There is a lot of terms associated with rendering of light and shadow that you may have heard - things like "core shadow", "cast shadow", "occlusion", etc... they all refer to the way you can paint with value to mimic the way light interacts with objects. I hope this helps!
smceccarelli last edited by
@Pamela-Fraley Ah, regarding the "first pass" comment - I cannot know of course what the teacher meant exactly by that, but yes - rendering is generally done in "passes". For example you may paint the colors first as flat (no value), then paint the occlusion shadows, then the main shadows, then the highlights, then the reflected lights, etc....
Small detour: in the 3D world of computer graphics you also use the term "rendering", which refers to taking the 3D model and putting it under a virtual light source and let the computer calculate the light-and-shadow structure of the object so that it looks tridimensional on screen. This is also done in "passes" (occlusion, highlight, reflections, etc...), and these "passes" have somewhat informed also the process for traditional 2D painting.

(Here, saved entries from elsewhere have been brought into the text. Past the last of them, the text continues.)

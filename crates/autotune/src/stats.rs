//! Running per-candidate trial statistics.

use crate::executor::TrialOutcome;
use serde::{Deserialize, Serialize};

/// Accumulated measurements for one candidate over one pass.
#[derive(Debug, Clone, PartialEq, Serialize, Deserialize)]
pub struct TrialStat {
    /// Sum of elapsed time over all recorded rounds, in microseconds.
    pub time_us: u64,
    pub flops: u64,
    pub rounds: u32,
    /// Running mean of per-round elapsed time.
    pub average_us: f64,
    m2: f64,
    pub detail: Vec<u64>,
    /// Cleared permanently by the first failed trial.
    pub ok: bool,
    /// Cleared permanently when the candidate is pruned.
    pub alive: bool,
}

impl Default for TrialStat {
    fn default() -> Self {
        Self::new()
    }
}

impl TrialStat {
    pub fn new() -> Self {
        Self {
            time_us: 0,
            flops: 0,
            rounds: 0,
            average_us: 0.0,
            m2: 0.0,
            detail: Vec::new(),
            ok: true,
            alive: true,
        }
    }

    /// Fold one trial into the running totals (Welford update for the variance).
    pub fn record(&mut self, outcome: &TrialOutcome) {
        self.time_us += outcome.elapsed_us;
        self.flops += outcome.flops;
        self.rounds += 1;

        let x = outcome.elapsed_us as f64;
        let delta = x - self.average_us;
        self.average_us += delta / self.rounds as f64;
        self.m2 += delta * (x - self.average_us);

        if self.detail.len() < outcome.detail.len() {
            self.detail.resize(outcome.detail.len(), 0);
        }
        for (total, value) in self.detail.iter_mut().zip(&outcome.detail) {
            *total += value;
        }

        if !outcome.ok {
            self.ok = false;
        }
    }

    pub fn record_failure(&mut self) {
        self.ok = false;
    }

    /// Population variance of the per-round time.
    pub fn variance(&self) -> f64 {
        if self.rounds < 2 {
            0.0
        } else {
            self.m2 / self.rounds as f64
        }
    }

    pub fn std_dev(&self) -> f64 {
        self.variance().sqrt()
    }

    pub fn gflops(&self) -> f64 {
        if self.time_us > 0 {
            self.flops as f64 / (self.time_us as f64 * 1.0e3)
        } else {
            0.0
        }
    }

    /// Still benchmarked and never failed.
    pub fn is_good(&self) -> bool {
        self.ok && self.alive
    }
}

#[cfg(test)]
mod tests {
    use super::*;
    use approx::assert_abs_diff_eq;

    fn outcome(elapsed_us: u64, ok: bool) -> TrialOutcome {
        TrialOutcome {
            elapsed_us,
            flops: 1_000,
            ok,
            detail: vec![elapsed_us, 1],
        }
    }

    #[test]
    fn accumulates_time_and_variance() {
        let mut stat = TrialStat::new();
        for t in [10, 20, 30] {
            stat.record(&outcome(t, true));
        }
        assert_eq!(stat.time_us, 60);
        assert_eq!(stat.flops, 3_000);
        assert_eq!(stat.rounds, 3);
        assert_eq!(stat.detail, vec![60, 3]);
        assert_abs_diff_eq!(stat.average_us, 20.0, epsilon = 1e-12);
        assert_abs_diff_eq!(stat.variance(), 200.0 / 3.0, epsilon = 1e-9);
        assert!(stat.is_good());
    }

    #[test]
    fn failure_is_sticky() {
        let mut stat = TrialStat::new();
        stat.record(&outcome(5, false));
        stat.record(&outcome(5, true));
        assert!(!stat.ok);
        assert!(stat.alive);
        assert!(!stat.is_good());
    }

    #[test]
    fn gflops_from_totals() {
        let mut stat = TrialStat::new();
        assert_eq!(stat.gflops(), 0.0);
        stat.record(&TrialOutcome {
            elapsed_us: 1_000,
            flops: 2_000_000,
            ok: true,
            detail: Vec::new(),
        });
        assert_abs_diff_eq!(stat.gflops(), 2.0, epsilon = 1e-12);
    }
}
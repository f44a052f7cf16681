use crate::error::WeatherError;
use anyhow::{Result, bail};
use std::{fmt::Debug, ops::RangeBounds};

pub fn check_num<T, R>(num: T, range: R) -> Result<()>
where
    T: PartialOrd + Debug,
    R: RangeBounds<T> + Debug,
{
    if !range.contains(&num) {
        bail!("number must be in the range {range:?}, but is {num:?}");
    }
    Ok(())
}

/// Ensure `k` selects a non-empty trailing window of a table with `num_days` rows.
pub fn check_window(k: usize, num_days: usize) -> Result<(), WeatherError> {
    if !(1..=num_days).contains(&k) {
        return Err(WeatherError::Range { k, num_days });
    }
    Ok(())
}

pub fn check_len(len: usize, exp_len: usize, what: &str) -> Result<(), WeatherError> {
    if len != exp_len {
        return Err(WeatherError::Shape(format!(
            "{what} length must be {exp_len}, but is {len}"
        )));
    }
    Ok(())
}

#[cfg(test)]
mod tests {
    use super::*;

    #[test]
    fn check_num_rejects_out_of_range() {
        assert!(check_num(5, 1..10).is_ok());
        assert!(check_num(10, 1..10).is_err());
        assert!(check_num(0.5, 0.0..1.0).is_ok());
        assert!(check_num(-0.1, 0.0..1.0).is_err());
    }

    #[test]
    fn check_window_bounds() {
        assert!(check_window(1, 3).is_ok());
        assert!(check_window(3, 3).is_ok());
        assert_eq!(
            check_window(0, 3),
            Err(WeatherError::Range { k: 0, num_days: 3 })
        );
        assert_eq!(
            check_window(4, 3),
            Err(WeatherError::Range { k: 4, num_days: 3 })
        );
    }

    #[test]
    fn check_len_reports_shape() {
        assert!(check_len(10, 10, "readings").is_ok());
        let err = check_len(9, 10, "readings").unwrap_err();
        assert!(matches!(err, WeatherError::Shape(msg) if msg.contains("but is 9")));
    }
}
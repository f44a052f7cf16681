//! Error types for weather table construction and queries.

use thiserror::Error;

/// Errors returned by [`WeatherTable`](crate::WeatherTable) construction and queries.
///
/// Every error is raised at the offending call and never partially recovered.
#[derive(Debug, Clone, PartialEq, Error)]
pub enum WeatherError {
    /// Input array is empty, ragged, or not made of whole 10-reading days.
    #[error("invalid shape: {0}")]
    Shape(String),

    /// Window size outside `1..=num_days`.
    #[error("window of {k} days is out of range 1..={num_days}")]
    Range { k: usize, num_days: usize },

    /// Operation needs more days than the table holds.
    #[error("operation requires at least {required} days, but table has {available}")]
    InsufficientData { required: usize, available: usize },
}

#[cfg(test)]
mod tests {
    use super::*;

    #[test]
    fn test_messages_name_the_bounds() {
        let err = WeatherError::Range { k: 0, num_days: 3 };
        assert_eq!(err.to_string(), "window of 0 days is out of range 1..=3");

        let err = WeatherError::InsufficientData {
            required: 2,
            available: 1,
        };
        assert_eq!(
            err.to_string(),
            "operation requires at least 2 days, but table has 1"
        );
    }

    #[test]
    fn test_converts_into_anyhow() {
        let err: anyhow::Error = WeatherError::Shape("empty input".into()).into();
        assert!(err.downcast_ref::<WeatherError>().is_some());
    }
}
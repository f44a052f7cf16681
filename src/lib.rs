//! Descriptive statistics over a table of daily weather measurements.
//!
//! The core is [`WeatherTable`]: an immutable `(num_days, 10)` table with
//! per-day reductions, trend and window queries, and nearest-day lookup.
//! The remaining modules back the `wxstat` command line tool.

pub mod analysis;
pub mod config;
pub mod error;
pub mod manager;
pub mod stats;
pub mod synth;
pub mod table;
mod utils;

pub use error::WeatherError;
pub use table::{READINGS_PER_DAY, WeatherTable, weekday_of};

@smceccarelli Thank you so much for taking the time to explain. That makes a lot more sense. I never realized that about the old Disney movies. I can see what you're talking about though. Now, I guess the hard part is figuring out how to make my pieces look as rendered as they should be - to be consistent with my style? The style I haven't quite found yet. I don't want my pieces to look like first passes. Though, I think when I do my water colors they have that slightly flatter style to them. Not that they have no shadow to them... Work and practice I guess. And study. Thank you.
mattramsey last edited by
@smceccarelli Work and practice I guess. And study.
and try and get a good image library of pieces from artists you really like. more than likely, there is an artist (or artists) out there whom you would like to paint like. Do they have a "rendered" style? Or is it more flat? Somewhere in between?